Gavin Dunaway is Product Marketing Lead at The Media Trust. He was previously Editorial Director at AdMonsters, and was previously a journalist at Adotas.com and TheStreet.com. We find out who his digital hero is.
Who is your digital hero?
Stephanie Layser, VP of Advertising Technology and Operations at News Corp.
What has she done to win hero status in your eyes?
I remember the first time I met Steph at an AdMonsters event years ago, I thought to myself, “Oh man—she has vision.”
But she has so much more than that—in addition to seeing how publishers could regain lost leverage in digital advertising and take advantage of the programmatic markets, Steph has shown extraordinary bravery in standing up for digital publishers’ integrity. Her willingness to speak out about unfair and self-serving practices by major (often intimidating) adtech players has been inspiring to publisher ad operations professionals far and wide.
How has her heroism helped drive digital?
There’s a lot of resignation among ad ops due to the dominance of a certain monolithic adtech company that shall not be named. The limitations of the ad server have long been a ball and chain on publisher monetization efforts in the programmatic age, and over the last few years ad server features and flexibility have been removed under the bogus banner of privacy.
Steph’s campaign for publisher monetization rights has been an extended battle. Rather than accept that one adtech partner controls the fate of so much digital ad spend, she’s encouraged publisher revenue folks to demand better treatment from adtech partners and seek alternative revenue paths.
An early header bidding booster, Steph’s fierce advocacy for Prebid has helped turn that into a flexible, highly useful tool for publishers and adtech companies alike (well, except for that one).
In my new-ish role as Product Marketing Lead for The Media Trust—which aids publishers, adtech, and enterprise companies in protecting their digital users, I’m extremely thankful for Prebid’s transparency as it helps track down bad actors abusing the advertising pipes and inform publishers of the cost of bad ads.
Not only has Steph’s been involved in the ongoing evolution, she’s been a great help to peers in showing how to get the most out of their Prebid setups. She’s also been key in pushing the value of publisher first-party data segmentation for the post-3rd-party-cookie (3PC) world.
Her presence on social media, webinars, and panels at in-person conferences is always welcome, as she somehow finds some new insight to share. In addition, she’s a highly collaborative person, constantly in conversation with her publisher revenue peers to figure out what’s best for the media-selling community.
It also doesn’t hurt that she’s mighty handy with a quip.
What’s the biggest challenge in digital we need another hero to solve?

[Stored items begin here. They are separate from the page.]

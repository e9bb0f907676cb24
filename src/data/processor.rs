//! Data Processor Module
//! Derives scope-dependent views (graph edges, matrices, filtered records,
//! cluster trees) from a loaded [`DataSet`].

use crate::data::languages::full_name;
use crate::data::loader::DataSet;
use crate::data::records::{TopicOutlierRecord, WordOutlierRecord};
use crate::data::similarity::SimilarityMap;
use serde::{Deserialize, Serialize};
use std::collections::{BTreeMap, BTreeSet};

/// Label used for the all-topics scope in selectors and community files.
pub const GLOBAL_LABEL: &str = "Global";

static EMPTY_SIMILARITY: SimilarityMap = SimilarityMap::new();

/// Topic scope selected by the user.
#[derive(Debug, Clone, PartialEq, Eq, Hash, Default, Serialize, Deserialize)]
pub enum Scope {
    #[default]
    Global,
    Topic(String),
}

impl Scope {
    pub fn from_label(label: &str) -> Self {
        if label == GLOBAL_LABEL {
            Scope::Global
        } else {
            Scope::Topic(label.to_string())
        }
    }

    pub fn label(&self) -> &str {
        match self {
            Scope::Global => GLOBAL_LABEL,
            Scope::Topic(t) => t,
        }
    }
}

/// Visual band of a graph edge, from its similarity.
#[derive(Debug, Clone, Copy, PartialEq, Eq)]
pub enum SimilarityBand {
    VeryHigh,
    High,
    Medium,
    Low,
    Distinct,
}

impl SimilarityBand {
    pub fn of(sim: f64) -> Self {
        if sim > 0.90 {
            SimilarityBand::VeryHigh
        } else if sim > 0.75 {
            SimilarityBand::High
        } else if sim > 0.60 {
            SimilarityBand::Medium
        } else if sim > 0.45 {
            SimilarityBand::Low
        } else {
            SimilarityBand::Distinct
        }
    }

    /// Stroke width in pixels.
    pub fn width(self) -> f32 {
        match self {
            SimilarityBand::VeryHigh => 4.0,
            SimilarityBand::High => 3.0,
            _ => 2.0,
        }
    }
}

/// One undirected edge of the proximity network.
#[derive(Debug, Clone, PartialEq)]
pub struct GraphEdge {
    pub a: String,
    pub b: String,
    pub similarity: f64,
    /// At or above the current threshold.
    pub visible: bool,
}

impl GraphEdge {
    pub fn band(&self) -> SimilarityBand {
        SimilarityBand::of(self.similarity)
    }

    pub fn label(&self) -> Option<String> {
        self.visible.then(|| format!("{:.2}", self.similarity))
    }
}

/// Square language x language similarity matrix.
#[derive(Debug, Clone, Default, PartialEq)]
pub struct SimilarityMatrix {
    pub languages: Vec<String>,
    pub values: Vec<Vec<f64>>,
}

impl SimilarityMatrix {
    pub fn cell(&self, row: usize, col: usize) -> f64 {
        self.values
            .get(row)
            .and_then(|r| r.get(col))
            .copied()
            .unwrap_or(0.0)
    }

    /// A zero off the diagonal means "no data" rather than "no similarity".
    pub fn is_missing(&self, row: usize, col: usize) -> bool {
        row != col && self.cell(row, col) == 0.0
    }
}

/// One folder of the semantic topic tree.
#[derive(Debug, Clone, PartialEq)]
pub struct TopicGroup {
    pub id: u32,
    pub label: String,
    pub topics: Vec<String>,
    pub is_current: bool,
}

/// Edge of the community graph.
#[derive(Debug, Clone, PartialEq)]
pub struct ClusterEdge {
    pub a: String,
    pub b: String,
    pub weight: f64,
}

impl ClusterEdge {
    pub fn width(&self) -> f32 {
        (self.weight * 5.0).floor() as f32
    }
}

/// Minimum weight for an edge to appear in the community graph.
pub const CLUSTER_EDGE_MIN_WEIGHT: f64 = 0.25;

/// Handles derivation of render-ready views from a dataset.
pub struct DataProcessor;

impl DataProcessor {
    /// `"Global"` followed by every topic, sorted.
    pub fn topic_choices(ds: &DataSet) -> Vec<String> {
        std::iter::once(GLOBAL_LABEL.to_string())
            .chain(ds.by_topic().keys().cloned())
            .collect()
    }

    /// Keep the previous selection if it still exists, else fall back to Global.
    pub fn resolve_scope(choices: &[String], previous: &Scope) -> Scope {
        if choices.iter().any(|c| c == previous.label()) {
            previous.clone()
        } else {
            Scope::Global
        }
    }

    pub fn similarity_for<'a>(ds: &'a DataSet, scope: &Scope) -> &'a SimilarityMap {
        match scope {
            Scope::Global => ds.global(),
            Scope::Topic(t) => ds.by_topic().get(t).unwrap_or(&EMPTY_SIMILARITY),
        }
    }

    /// Word outliers for a scope. Global concatenates every topic once.
    pub fn word_outliers_for<'a>(ds: &'a DataSet, scope: &Scope) -> Vec<&'a WordOutlierRecord> {
        match scope {
            Scope::Global => ds.word_outliers().values().flatten().collect(),
            Scope::Topic(t) => ds
                .word_outliers()
                .get(t)
                .map(|v| v.iter().collect())
                .unwrap_or_default(),
        }
    }

    pub fn topic_outliers_for<'a>(ds: &'a DataSet, scope: &Scope) -> Vec<&'a TopicOutlierRecord> {
        ds.topic_outliers()
            .iter()
            .filter(|r| match scope {
                Scope::Global => true,
                Scope::Topic(t) => &r.topic == t,
            })
            .collect()
    }

    /// Every language appearing in the global map or any topic map.
    pub fn graph_nodes(ds: &DataSet) -> BTreeSet<String> {
        let mut nodes = ds.global().languages();
        for map in ds.by_topic().values() {
            nodes.extend(map.languages());
        }
        nodes
    }

    /// Network edges for the scoped map; pairs with unknown languages are dropped.
    pub fn graph_edges(
        map: &SimilarityMap,
        nodes: &BTreeSet<String>,
        threshold: f64,
    ) -> Vec<GraphEdge> {
        map.pairs()
            .filter(|(a, b, _)| nodes.contains(*a) && nodes.contains(*b))
            .map(|(a, b, s)| GraphEdge {
                a: a.to_string(),
                b: b.to_string(),
                similarity: s,
                visible: s >= threshold,
            })
            .collect()
    }

    pub fn similarity_matrix(map: &SimilarityMap) -> SimilarityMatrix {
        let languages: Vec<String> = map.languages().into_iter().collect();
        let values = languages
            .iter()
            .map(|row| {
                languages
                    .iter()
                    .map(|col| {
                        if row == col {
                            1.0
                        } else {
                            map.get(row, col).unwrap_or(0.0)
                        }
                    })
                    .collect()
            })
            .collect();
        SimilarityMatrix { languages, values }
    }

    pub fn communities_for<'a>(ds: &'a DataSet, scope: &Scope) -> Option<&'a BTreeMap<String, u32>> {
        ds.communities().get(scope.label())
    }

    /// Edges between clustered languages above [`CLUSTER_EDGE_MIN_WEIGHT`].
    pub fn cluster_edges(
        communities: &BTreeMap<String, u32>,
        map: &SimilarityMap,
    ) -> Vec<ClusterEdge> {
        map.pairs()
            .filter(|(a, b, w)| {
                communities.contains_key(*a)
                    && communities.contains_key(*b)
                    && *w > CLUSTER_EDGE_MIN_WEIGHT
            })
            .map(|(a, b, w)| ClusterEdge {
                a: a.to_string(),
                b: b.to_string(),
                weight: w,
            })
            .collect()
    }

    /// Semantic topic groups ordered by id, members sorted.
    pub fn topic_tree(ds: &DataSet, selected: &Scope) -> Vec<TopicGroup> {
        ds.meta_cluster_members()
            .iter()
            .map(|(&id, members)| {
                let mut topics = members.clone();
                topics.sort();
                let is_current = match selected {
                    Scope::Topic(t) => ds.meta_cluster_of(t) == Some(id),
                    Scope::Global => false,
                };
                let mut label = format!("Semantic Group {} ({})", id, topics.len());
                if is_current {
                    label.push_str(" [CURRENT]");
                }
                TopicGroup {
                    id,
                    label,
                    topics,
                    is_current,
                }
            })
            .collect()
    }

    /// `Full A <sep> Full B` display label for a language pair.
    pub fn pair_label(a: &str, b: &str, sep: &str) -> String {
        format!("{}{}{}", full_name(a), sep, full_name(b))
    }
}

#[cfg(test)]
mod tests {
    use super::*;
    use crate::data::loader::{DataLoader, Mode};
    use proptest::prelude::*;
    use std::fs;
    use tempfile::TempDir;

    fn dataset() -> (TempDir, DataSet) {
        let dir = TempDir::new().unwrap();
        let files = [
            (
                "language_proximity_global_lexical.csv",
                "a,b,s\nen,de,0.61\nes,it,0.92\nfr,es,0.2\n",
            ),
            (
                "language_proximity_by_topic_lexical.csv",
                "t,a,b,s\nfood,en,de,0.4\nanimals,es,pt,0.8\n",
            ),
            (
                "outliers_words_lexical.csv",
                "topic,word,l1,l2,w1,w2,sim,mean,std,z,type\nfood,bread,en,de,bread,brot,0.4,0.2,0.05,4.0,Positive\n\
                 animals,dog,en,de,dog,hund,0.0,0.6,0.1,-6.0,Negative\n\
                 animals,cat,en,de,cat,katze,0.3,0.6,0.1,-3.0,Negative\n",
            ),
            (
                "outliers_topics_lexical.csv",
                "topic,l1,l2,ts,gs,diff,m,s,z,type\nanimals,en,de,0.7,0.61,0.09,0,0,3.0,Positive\nfood,en,de,0.4,0.61,-0.21,0,0,-4.2,Negative\n",
            ),
            (
                "language_communities_lexical.csv",
                "t,l,c\nGlobal,en,0\nGlobal,de,0\nGlobal,es,1\nfood,en,3\n",
            ),
            ("topic_communities_lexical.csv", "t,c\nfood,1\nanimals,0\nplants,1\n"),
        ];
        for (name, body) in files {
            fs::write(dir.path().join(name), body).unwrap();
        }
        let (ds, _) = DataLoader::new(dir.path()).load(Mode::Lexical);
        (dir, ds)
    }

    #[test]
    fn topic_choices_start_with_global() {
        let (_dir, ds) = dataset();
        assert_eq!(
            DataProcessor::topic_choices(&ds),
            vec!["Global", "animals", "food"]
        );
    }

    #[test]
    fn resolve_scope_keeps_existing_selection() {
        let choices = vec!["Global".to_string(), "food".to_string()];
        let food = Scope::Topic("food".into());
        assert_eq!(DataProcessor::resolve_scope(&choices, &food), food);
        assert_eq!(
            DataProcessor::resolve_scope(&choices, &Scope::Topic("gone".into())),
            Scope::Global
        );
    }

    #[test]
    fn global_word_outliers_aggregate_without_duplicates() {
        let (_dir, ds) = dataset();
        let all = DataProcessor::word_outliers_for(&ds, &Scope::Global);
        let per_topic: usize = ds.word_outliers().values().map(Vec::len).sum();
        assert_eq!(all.len(), per_topic);
        assert_eq!(all.len(), 3);

        let animals = DataProcessor::word_outliers_for(&ds, &Scope::Topic("animals".into()));
        assert_eq!(animals.len(), 2);
        assert!(DataProcessor::word_outliers_for(&ds, &Scope::Topic("none".into())).is_empty());
    }

    #[test]
    fn topic_outliers_filter_by_scope() {
        let (_dir, ds) = dataset();
        assert_eq!(DataProcessor::topic_outliers_for(&ds, &Scope::Global).len(), 2);
        let food = DataProcessor::topic_outliers_for(&ds, &Scope::Topic("food".into()));
        assert_eq!(food.len(), 1);
        assert_eq!(food[0].difference, -0.21);
    }

    #[test]
    fn graph_edges_respect_threshold() {
        let (_dir, ds) = dataset();
        let nodes = DataProcessor::graph_nodes(&ds);
        assert!(nodes.contains("pt"));
        let edges = DataProcessor::graph_edges(ds.global(), &nodes, 0.61);
        assert_eq!(edges.len(), 3);
        for e in &edges {
            assert_eq!(e.visible, e.similarity >= 0.61);
        }
        let en_de = edges.iter().find(|e| e.a == "de" && e.b == "en").unwrap();
        assert!(en_de.visible);
        assert_eq!(en_de.label().as_deref(), Some("0.61"));
        assert_eq!(en_de.band(), SimilarityBand::Medium);
    }

    #[test]
    fn unknown_topic_yields_empty_similarity() {
        let (_dir, ds) = dataset();
        assert!(DataProcessor::similarity_for(&ds, &Scope::Topic("x".into())).is_empty());
    }

    #[test]
    fn bands_match_thresholds() {
        assert_eq!(SimilarityBand::of(0.95), SimilarityBand::VeryHigh);
        assert_eq!(SimilarityBand::of(0.90), SimilarityBand::High);
        assert_eq!(SimilarityBand::of(0.5), SimilarityBand::Low);
        assert_eq!(SimilarityBand::of(0.45), SimilarityBand::Distinct);
        assert_eq!(SimilarityBand::VeryHigh.width(), 4.0);
        assert_eq!(SimilarityBand::Low.width(), 2.0);
    }

    #[test]
    fn matrix_is_symmetric_with_unit_diagonal() {
        let (_dir, ds) = dataset();
        let m = DataProcessor::similarity_matrix(ds.global());
        assert_eq!(m.languages, vec!["de", "en", "es", "fr", "it"]);
        for i in 0..m.languages.len() {
            assert_eq!(m.cell(i, i), 1.0);
            for j in 0..m.languages.len() {
                assert_eq!(m.cell(i, j), m.cell(j, i));
            }
        }
        assert_eq!(m.cell(0, 1), 0.61);
        assert!(m.is_missing(0, 2));
        assert!(!m.is_missing(1, 1));
    }

    #[test]
    fn cluster_edges_need_both_languages_and_weight() {
        let (_dir, ds) = dataset();
        let comms = DataProcessor::communities_for(&ds, &Scope::Global).unwrap();
        let edges = DataProcessor::cluster_edges(comms, ds.global());
        assert_eq!(edges.len(), 1);
        assert_eq!(edges[0].width(), 3.0);
        assert!(DataProcessor::communities_for(&ds, &Scope::Topic("animals".into())).is_none());
    }

    #[test]
    fn topic_tree_marks_current_group() {
        let (_dir, ds) = dataset();
        let tree = DataProcessor::topic_tree(&ds, &Scope::Topic("plants".into()));
        assert_eq!(tree.len(), 2);
        assert_eq!(tree[0].label, "Semantic Group 0 (1)");
        assert_eq!(tree[1].label, "Semantic Group 1 (2) [CURRENT]");
        assert_eq!(tree[1].topics, vec!["food", "plants"]);
    }

    proptest! {
        #[test]
        fn threshold_splits_edges(
            scores in proptest::collection::vec(0.0f64..=1.0, 1..20),
            threshold in 0.0f64..=1.0,
        ) {
            let mut map = SimilarityMap::new();
            for (i, s) in scores.iter().enumerate() {
                map.insert(&format!("l{i:02}"), "base", *s);
            }
            let nodes = map.languages();
            let edges = DataProcessor::graph_edges(&map, &nodes, threshold);
            prop_assert_eq!(edges.len(), scores.len());
            let visible: Vec<&GraphEdge> = edges.iter().filter(|e| e.visible).collect();
            prop_assert!(visible.iter().all(|e| e.similarity >= threshold));
            prop_assert!(edges.iter().filter(|e| !e.visible).all(|e| e.similarity < threshold));
            let expected = scores.iter().filter(|s| **s >= threshold).count();
            prop_assert_eq!(visible.len(), expected);
        }
    }
}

Advertising in a post-3rd-party-cookie world, but Steph’s on the case there too as the Prebid Privacy and Identity Chair. I just attended a fascinating webinar on Prebid developments here, hearing about new ID modules that support multiple types of identifiers; the single sign-on initiative, which could be a huge boon to publishers and consumers alike; and progress in enabling direct programmatic trading on publishers’ proprietary first-party data, which will likely be super transformative. The Prebid crew are good folks, actively working on ways to enable smart audience targeting while also empowering consumers to take agency of their data.
While I think Steph and her peers are doing great work on the publisher side, we probably need a hero among digital advertisers for the post-3PC landscape. A powerful brand advertiser needs to stand up and say, “Hey, we’re not going to have the same wealth of data and access for measurement and campaign optimization, so we need to adjust our digital thinking and strategies.”
I’m not holding my breath—when Chrome shuts down 3PC support, advertisers will immediately flock to walled gardens. Eventually they’ll embrace the 3PC’s replacements (there are many), but I’m worried advertisers will also embrace shady technologies that offer a simulacrum of 3PCs—at the cost of violating consumer privacy.
I’d love to see a brand-side advocate working in tandem with adtech and publishers, propagating new privacy-friendly technologies that will likely deliver better campaign performance, even if it’s not measurable in the old ways.
But it’s a joke widely shared among the adtech set —you’ll have to pull 3PCs from digital advertisers’ cold dead hands.
What is your most heroic personal achievement so far in digital?
Little ol’ me? If I must toot my own horn, I’m glad I was able to spread so much information (most of it helpful, I think) about header bidding as it was taking off, and helping publishers connect and learn from each other when the technology was in its infancy. I fondly remember all the excitement at AdMonsters conferences in 2015 and 2016 as the realization set in that header bidding leveled the programmatic playing field.
I also remember asking agency and DSP folks around that time if they were worried about a massive uptick in duplicative auctions. They said, “Nah.” Sigh—they shoulda seen it coming.
On a side note, I have some honorable mentions here—Rob Beeler of BeelerTech, who recruited me to join AdMonsters and has long been a beacon for publisher progress; and Chris Olson, CEO of The Media Trust, whose goal to make the Internet a safer place inspired me to join the team. The former used to be my boss and the latter is currently my boss—I think I’ve threaded the brown-nosing needle with honorable mentions.